* [What the task requires] Your answer must be every line of the data below that holds the string "anyhow", copied exactly.

──────── The data

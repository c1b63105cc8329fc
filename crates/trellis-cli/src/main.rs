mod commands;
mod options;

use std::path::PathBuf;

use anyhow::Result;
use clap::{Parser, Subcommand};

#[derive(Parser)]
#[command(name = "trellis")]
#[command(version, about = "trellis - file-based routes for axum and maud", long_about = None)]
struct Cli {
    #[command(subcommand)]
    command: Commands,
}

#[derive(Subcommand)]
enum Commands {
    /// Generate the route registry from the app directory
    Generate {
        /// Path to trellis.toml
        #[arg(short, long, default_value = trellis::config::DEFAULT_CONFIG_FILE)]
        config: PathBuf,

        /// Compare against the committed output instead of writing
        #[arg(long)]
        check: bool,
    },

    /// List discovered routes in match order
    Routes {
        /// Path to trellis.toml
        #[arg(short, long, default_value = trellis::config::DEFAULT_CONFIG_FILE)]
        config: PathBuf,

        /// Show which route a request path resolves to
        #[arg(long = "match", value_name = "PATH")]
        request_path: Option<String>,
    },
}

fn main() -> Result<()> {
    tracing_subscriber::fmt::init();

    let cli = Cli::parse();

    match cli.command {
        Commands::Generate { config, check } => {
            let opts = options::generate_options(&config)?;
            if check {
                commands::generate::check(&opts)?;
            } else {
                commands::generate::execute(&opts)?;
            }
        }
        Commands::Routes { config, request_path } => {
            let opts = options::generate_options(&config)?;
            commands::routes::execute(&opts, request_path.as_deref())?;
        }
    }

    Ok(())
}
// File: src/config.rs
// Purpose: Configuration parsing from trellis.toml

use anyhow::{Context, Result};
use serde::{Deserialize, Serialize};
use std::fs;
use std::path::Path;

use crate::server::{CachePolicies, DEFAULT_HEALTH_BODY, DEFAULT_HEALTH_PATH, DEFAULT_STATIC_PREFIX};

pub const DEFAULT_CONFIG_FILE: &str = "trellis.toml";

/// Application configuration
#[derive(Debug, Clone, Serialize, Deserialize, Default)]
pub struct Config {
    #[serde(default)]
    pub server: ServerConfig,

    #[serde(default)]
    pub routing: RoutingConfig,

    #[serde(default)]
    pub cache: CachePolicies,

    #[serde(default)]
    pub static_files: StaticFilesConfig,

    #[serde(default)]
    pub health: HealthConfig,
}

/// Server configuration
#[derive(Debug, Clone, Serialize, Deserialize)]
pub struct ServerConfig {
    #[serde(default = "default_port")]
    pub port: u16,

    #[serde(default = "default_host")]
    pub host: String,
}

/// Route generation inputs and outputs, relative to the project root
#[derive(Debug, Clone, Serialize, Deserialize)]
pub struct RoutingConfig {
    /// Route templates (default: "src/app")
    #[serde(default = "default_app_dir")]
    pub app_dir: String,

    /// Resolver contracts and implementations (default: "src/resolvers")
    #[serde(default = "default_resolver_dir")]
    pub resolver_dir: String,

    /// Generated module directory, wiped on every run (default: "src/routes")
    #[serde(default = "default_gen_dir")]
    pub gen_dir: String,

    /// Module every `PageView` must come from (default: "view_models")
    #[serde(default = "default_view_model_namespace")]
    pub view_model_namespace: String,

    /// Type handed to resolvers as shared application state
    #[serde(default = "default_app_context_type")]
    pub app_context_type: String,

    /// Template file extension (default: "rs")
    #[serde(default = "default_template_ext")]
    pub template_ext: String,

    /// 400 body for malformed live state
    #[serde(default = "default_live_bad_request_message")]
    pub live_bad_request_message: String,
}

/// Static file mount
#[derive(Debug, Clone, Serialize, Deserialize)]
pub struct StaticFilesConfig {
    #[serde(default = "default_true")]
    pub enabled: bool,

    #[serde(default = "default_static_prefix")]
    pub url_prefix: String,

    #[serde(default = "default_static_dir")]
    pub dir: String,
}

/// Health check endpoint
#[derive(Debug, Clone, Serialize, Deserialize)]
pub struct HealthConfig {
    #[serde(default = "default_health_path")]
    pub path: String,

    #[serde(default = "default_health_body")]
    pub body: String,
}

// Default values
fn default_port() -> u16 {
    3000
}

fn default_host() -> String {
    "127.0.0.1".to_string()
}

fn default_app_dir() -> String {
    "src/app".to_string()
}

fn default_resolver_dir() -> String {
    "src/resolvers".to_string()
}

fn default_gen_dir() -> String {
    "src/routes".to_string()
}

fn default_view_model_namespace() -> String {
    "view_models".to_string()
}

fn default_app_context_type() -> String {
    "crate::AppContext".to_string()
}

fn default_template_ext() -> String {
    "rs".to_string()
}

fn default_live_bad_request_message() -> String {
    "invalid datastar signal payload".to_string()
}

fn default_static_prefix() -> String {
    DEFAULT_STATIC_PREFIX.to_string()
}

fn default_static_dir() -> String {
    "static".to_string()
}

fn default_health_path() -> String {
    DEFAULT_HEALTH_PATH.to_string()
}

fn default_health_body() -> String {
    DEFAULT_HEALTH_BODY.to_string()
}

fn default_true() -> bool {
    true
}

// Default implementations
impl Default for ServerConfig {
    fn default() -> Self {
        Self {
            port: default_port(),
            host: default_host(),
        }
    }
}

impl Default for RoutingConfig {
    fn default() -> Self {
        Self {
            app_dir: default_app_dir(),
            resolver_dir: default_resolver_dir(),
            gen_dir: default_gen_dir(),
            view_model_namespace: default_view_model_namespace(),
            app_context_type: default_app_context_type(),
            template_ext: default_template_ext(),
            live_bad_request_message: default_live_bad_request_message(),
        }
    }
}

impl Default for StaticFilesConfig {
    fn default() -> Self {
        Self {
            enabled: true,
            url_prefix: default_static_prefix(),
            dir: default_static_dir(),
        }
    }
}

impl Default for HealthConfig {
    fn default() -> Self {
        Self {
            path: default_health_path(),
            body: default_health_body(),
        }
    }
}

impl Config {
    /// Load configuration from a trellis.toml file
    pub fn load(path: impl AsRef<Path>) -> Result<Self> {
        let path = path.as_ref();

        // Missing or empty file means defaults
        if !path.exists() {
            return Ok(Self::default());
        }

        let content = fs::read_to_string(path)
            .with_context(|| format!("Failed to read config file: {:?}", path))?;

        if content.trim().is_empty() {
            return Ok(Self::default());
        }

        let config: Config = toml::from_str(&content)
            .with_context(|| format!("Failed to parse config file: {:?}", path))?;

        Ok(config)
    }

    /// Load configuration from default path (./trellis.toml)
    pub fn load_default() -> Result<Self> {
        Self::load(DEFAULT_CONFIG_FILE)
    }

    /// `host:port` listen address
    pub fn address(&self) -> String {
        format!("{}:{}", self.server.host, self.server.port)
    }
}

────────────────

* [Reply to the exercise]
use anyhow::Result;
use anyhow::{Context, Result};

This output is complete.